The Jack The Ripper Witness That Some Think May Have Been The Real Killer
As The Telegraph also writes, because some organs were removed from Jack the Ripper's victims, it's long thought that the perpetrator of the crime had advanced knowledge of anatomy, and was possibly a surgeon or a physician who otherwise came from London high society. To that point, other Jack the Ripper suspects like Montague Druitt had an amateur interest in surgery, and both Michael Ostrog and Sir William Gull, also Jack the Ripper suspects, were physicians. For his part, Ostrog later wound up in an asylum, according to Britannica. Per Jack-the-Ripper.org, in Charles Allen Lechmere aka Charles Cross' case, he was thought to have worked in meat delivery, and may have even had some experience with butchering.

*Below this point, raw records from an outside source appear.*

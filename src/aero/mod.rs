pub mod surface;
pub mod wing;
pub mod fuselage;

pub use fuselage::{Fuselage, FuselageBuilder};
pub use surface::Surface;
pub use wing::{ControlSpan, Side, Stall, Wing, WingBuilder};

Is all that enough to indict Cross as Jack the Ripper? Could he possibly be responsible for the so-called Thames Torso Murders that happened in London simultaneously (via Casebook)? Though there are inconsistencies in Cross' testimony, he had reason to be in the area where the known Jack the Ripper murders happened, and we will probably never know for certain. But according to acclaimed Ripperologists Christer Holmgren and Edward Stow, who spoke with The Telegraph in 2012, the case is closed. "We think it [is] Charles Cross, the first person who found that first body. He was seen crouching over Polly Nichols and he wast trying to cover up some of the wounds ... The police at the time were looking for some sort of special individual. But most crimes turn out to be someone quite ordinary," Stow said. Cross died in 1920.